For instance, the minimum wage in Australia is roughly double of that in the USA. The minimum wage in the United States is effectively below the living wage of that country. Many Americans who receive the minimum wage live a life of poverty, unless their minimum wage is supplemented by gratuitous payments, such as tips paid by customers. There has been some serious discussion by policy analysts in Australia that the minimum wage in Australia has been fixed too high, which is demonstrative of a preference by some that, for the untrammelled operation of free markets, the Australian minimum wage (which for them is a “market rigidity”) must be lowered. It is inconceivable how a lowering of the Australian minimum wage would, for the most part, result in greater happiness in Australian society.
It is completely wrong to conclude that the beneficiaries of Australian trade unions are only those who are members of those trade unions. Almost all entitlements currently enjoyed by Australian working people as a whole were secured for them due to the sustained efforts of the Australian trade union movement. The beneficiaries of the Australian trade unions are all Australian working people, not only those employed now but also those who will become employees in the future.
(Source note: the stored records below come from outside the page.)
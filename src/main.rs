//! Proficiency Ledger - interactive shell
//!
//! Builds a character one command at a time so grants, optional picks and
//! refunds can be exercised by hand. Names containing spaces are quoted:
//! `grant skills "Sleight of Hand" Class`.

use clap::Parser;
use std::io::{self, Write};
use std::path::PathBuf;

use proficiency_ledger::core::error::Result;
use proficiency_ledger::{Character, LedgerConfig, LedgerError, Origin, ProficiencyType};

/// Interactive proficiency ledger
#[derive(Parser, Debug)]
#[command(name = "proficiency-ledger")]
#[command(about = "Grant, retract and allocate character proficiencies interactively")]
struct Args {
    /// Ledger configuration (TOML)
    #[arg(long)]
    config: Option<PathBuf>,

    /// Character JSON to start from instead of a fresh character
    #[arg(long)]
    load: Option<PathBuf>,

    /// Name for a fresh character
    #[arg(long, default_value = "Adventurer")]
    name: String,
}

fn main() -> Result<()> {
    tracing_subscriber::fmt()
        .with_env_filter(
            tracing_subscriber::EnvFilter::try_from_default_env()
                .unwrap_or_else(|_| tracing_subscriber::EnvFilter::new("proficiency_ledger=info")),
        )
        .init();

    let args = Args::parse();

    let config = match &args.config {
        Some(path) => LedgerConfig::load_from_toml(path)?,
        None => LedgerConfig::default(),
    };

    let mut character = match &args.load {
        Some(path) => {
            let json = std::fs::read_to_string(path)?;
            Character::from_json(&json, config)?
        }
        None => Character::with_config(args.name.clone(), config),
    };

    tracing::info!(character = %character.id, name = %character.name, "Proficiency ledger ready");
    character.drain_events();
    print_help();

    loop {
        print!("> ");
        io::stdout().flush()?;

        let mut input = String::new();
        let read = io::stdin().read_line(&mut input)?;
        if read == 0 {
            break;
        }

        let tokens = tokenize(input.trim());
        if tokens.is_empty() {
            continue;
        }
        if tokens[0] == "quit" || tokens[0] == "q" {
            break;
        }

        if let Err(err) = run_command(&mut character, &tokens) {
            println!("Error: {}", err);
        }
    }

    println!("\nGoodbye, {}.", character.name);
    Ok(())
}

fn run_command(character: &mut Character, tokens: &[String]) -> Result<()> {
    let args = &tokens[1..];
    match tokens[0].as_str() {
        "grant" => {
            let [ty, name, source] = expect_args::<3>(args, "grant <type> <name> <source>")?;
            let ty: ProficiencyType = ty.parse()?;
            let newly = character.add_grant(ty, name, source);
            println!("{}", if newly { "Granted (new)" } else { "Granted" });
        }
        "retract" => {
            let [source] = expect_args::<1>(args, "retract <source>")?;
            let removed = character.remove_grants_by_source(source);
            if removed.is_empty() {
                println!("Nothing granted by {}", source);
            }
            for (ty, names) in removed {
                println!("  {}: {}", ty, names.join(", "));
            }
        }
        "revoke" => {
            let [ty, name, source] = expect_args::<3>(args, "revoke <type> <name> <source>")?;
            let ty: ProficiencyType = ty.parse()?;
            let retracted = character.retract_grant(ty, name, source);
            println!("{}", if retracted { "Revoked" } else { "Not granted by that source" });
        }
        "has" => {
            let [ty, name] = expect_args::<2>(args, "has <type> <name>")?;
            println!("{}", character.has_grant(ty.parse()?, name));
        }
        "sources" => {
            let [ty, name] = expect_args::<2>(args, "sources <type> <name>")?;
            let sources = character.grant_sources(ty.parse()?, name);
            let sources: Vec<&str> = sources.iter().map(String::as_str).collect();
            println!("{{{}}}", sources.join(", "));
        }
        "alloc" => {
            if args.len() < 3 {
                return Err(usage("alloc <type> <origin> <count> [option...]"));
            }
            let ty: ProficiencyType = args[0].parse()?;
            let origin: Origin = args[1].parse()?;
            let count: u32 = args[2]
                .parse()
                .map_err(|_| LedgerError::Validation(format!("invalid count '{}'", args[2])))?;
            character.set_allocation(ty, origin, count, &args[3..])?;
            println!("{} {} slots: {}", origin, ty, count);
        }
        "clear" => {
            let [ty, origin] = expect_args::<2>(args, "clear <type> <origin>")?;
            let cleared = character.clear_allocation(ty.parse()?, origin.parse()?)?;
            println!("{}", if cleared { "Cleared" } else { "Not configured" });
        }
        "select" => {
            let [ty, origin, name] = expect_args::<3>(args, "select <type> <origin> <name>")?;
            let (ty, origin): (ProficiencyType, Origin) = (ty.parse()?, origin.parse()?);
            match character.try_select_optional(ty, origin, name) {
                Ok(()) => println!("Selected"),
                Err(err) if err.is_business_rejection() => println!("Refused: {}", err),
                Err(err) => return Err(err),
            }
        }
        "deselect" => {
            let [ty, origin, name] = expect_args::<3>(args, "deselect <type> <origin> <name>")?;
            let deselected = character.deselect_optional(ty.parse()?, origin.parse()?, name)?;
            println!("{}", if deselected { "Deselected" } else { "Not selected" });
        }
        "available" => {
            let [ty, origin] = expect_args::<2>(args, "available <type> <origin>")?;
            let options = character.available_options(ty.parse()?, origin.parse()?);
            println!("{}", options.join(", "));
        }
        "show" => display_status(character),
        "dump" => println!("{}", character.to_json()?),
        "events" => {
            for event in character.drain_events() {
                println!("  #{} {:?}", event.id, event.kind);
            }
        }
        "help" | "h" => print_help(),
        other => println!("Unknown command '{}'. Type 'help' for a list.", other),
    }
    Ok(())
}

fn expect_args<'a, const N: usize>(args: &'a [String], usage_line: &str) -> Result<[&'a str; N]> {
    if args.len() != N {
        return Err(usage(usage_line));
    }
    let mut out = [""; N];
    for (slot, arg) in out.iter_mut().zip(args) {
        *slot = arg.as_str();
    }
    Ok(out)
}

fn usage(line: &str) -> LedgerError {
    LedgerError::Validation(format!("usage: {}", line))
}

/// Split on whitespace, keeping double-quoted runs together
fn tokenize(line: &str) -> Vec<String> {
    let mut tokens = Vec::new();
    let mut current = String::new();
    let mut quoted = false;

    for c in line.chars() {
        match c {
            '"' => {
                if quoted {
                    tokens.push(std::mem::take(&mut current));
                }
                quoted = !quoted;
            }
            c if c.is_whitespace() && !quoted => {
                if !current.is_empty() {
                    tokens.push(std::mem::take(&mut current));
                }
            }
            c => current.push(c),
        }
    }
    if !current.is_empty() {
        tokens.push(current);
    }
    tokens
}

fn print_help() {
    println!();
    println!("=== PROFICIENCY LEDGER ===");
    println!("Types: armor, weapons, tools, skills, languages, savingThrows");
    println!("Origins: race, class, background");
    println!();
    println!("  grant <type> <name> <source>        - Grant a proficiency");
    println!("  retract <source>                    - Remove everything a source granted");
    println!("  revoke <type> <name> <source>       - Remove one source from one proficiency");
    println!("  has <type> <name>                   - Check a proficiency");
    println!("  sources <type> <name>               - List granting sources");
    println!("  alloc <type> <origin> <n> [opts...] - Configure optional slots");
    println!("  clear <type> <origin>               - Reset optional slots");
    println!("  select <type> <origin> <name>       - Spend an optional slot");
    println!("  deselect <type> <origin> <name>     - Return an optional slot");
    println!("  available <type> <origin>           - Options still worth picking");
    println!("  show / dump / events / quit         - Status, JSON, changes since last 'events'");
    println!();
}

fn display_status(character: &Character) {
    println!();
    println!("--- {} ({}) ---", character.name, character.id);
    for ty in ProficiencyType::ALL {
        let listed = character.proficiencies(ty);
        let aggregate = character.aggregate(ty);
        if listed.is_empty() && aggregate.allowed == 0 {
            continue;
        }
        println!("  {}: {}", ty, listed.join(", "));
        if aggregate.allowed > 0 {
            println!(
                "    optional {}/{} picked: {}",
                aggregate.selected.len(),
                aggregate.allowed,
                aggregate.selected.join(", ")
            );
        }
    }
    println!();
}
If Australian working people are to secure for themselves a rightful share of Australia’s economic output, it is pivotal that the Australian trade union movement must not be divested of the power that it has historically possessed.
It is vital that the Australian trade union movement is made to properly discharge the public duty it owes, and therefore the external and internal controls over the governance of Australian trade unions must be strengthened, which must necessarily include greater transparency (that is, timely disclosure to the public) as to how trade unions conduct their affairs. One should most emphatically note that the focus of those reform initiatives should be not to curb the power of Australian trade unions, but to ensure that trade unions do not abuse their power. The Australian trade union movement must remain powerful (as it has in the past) if Australia is to endure as a country which can truthfully claim to be egalitarian.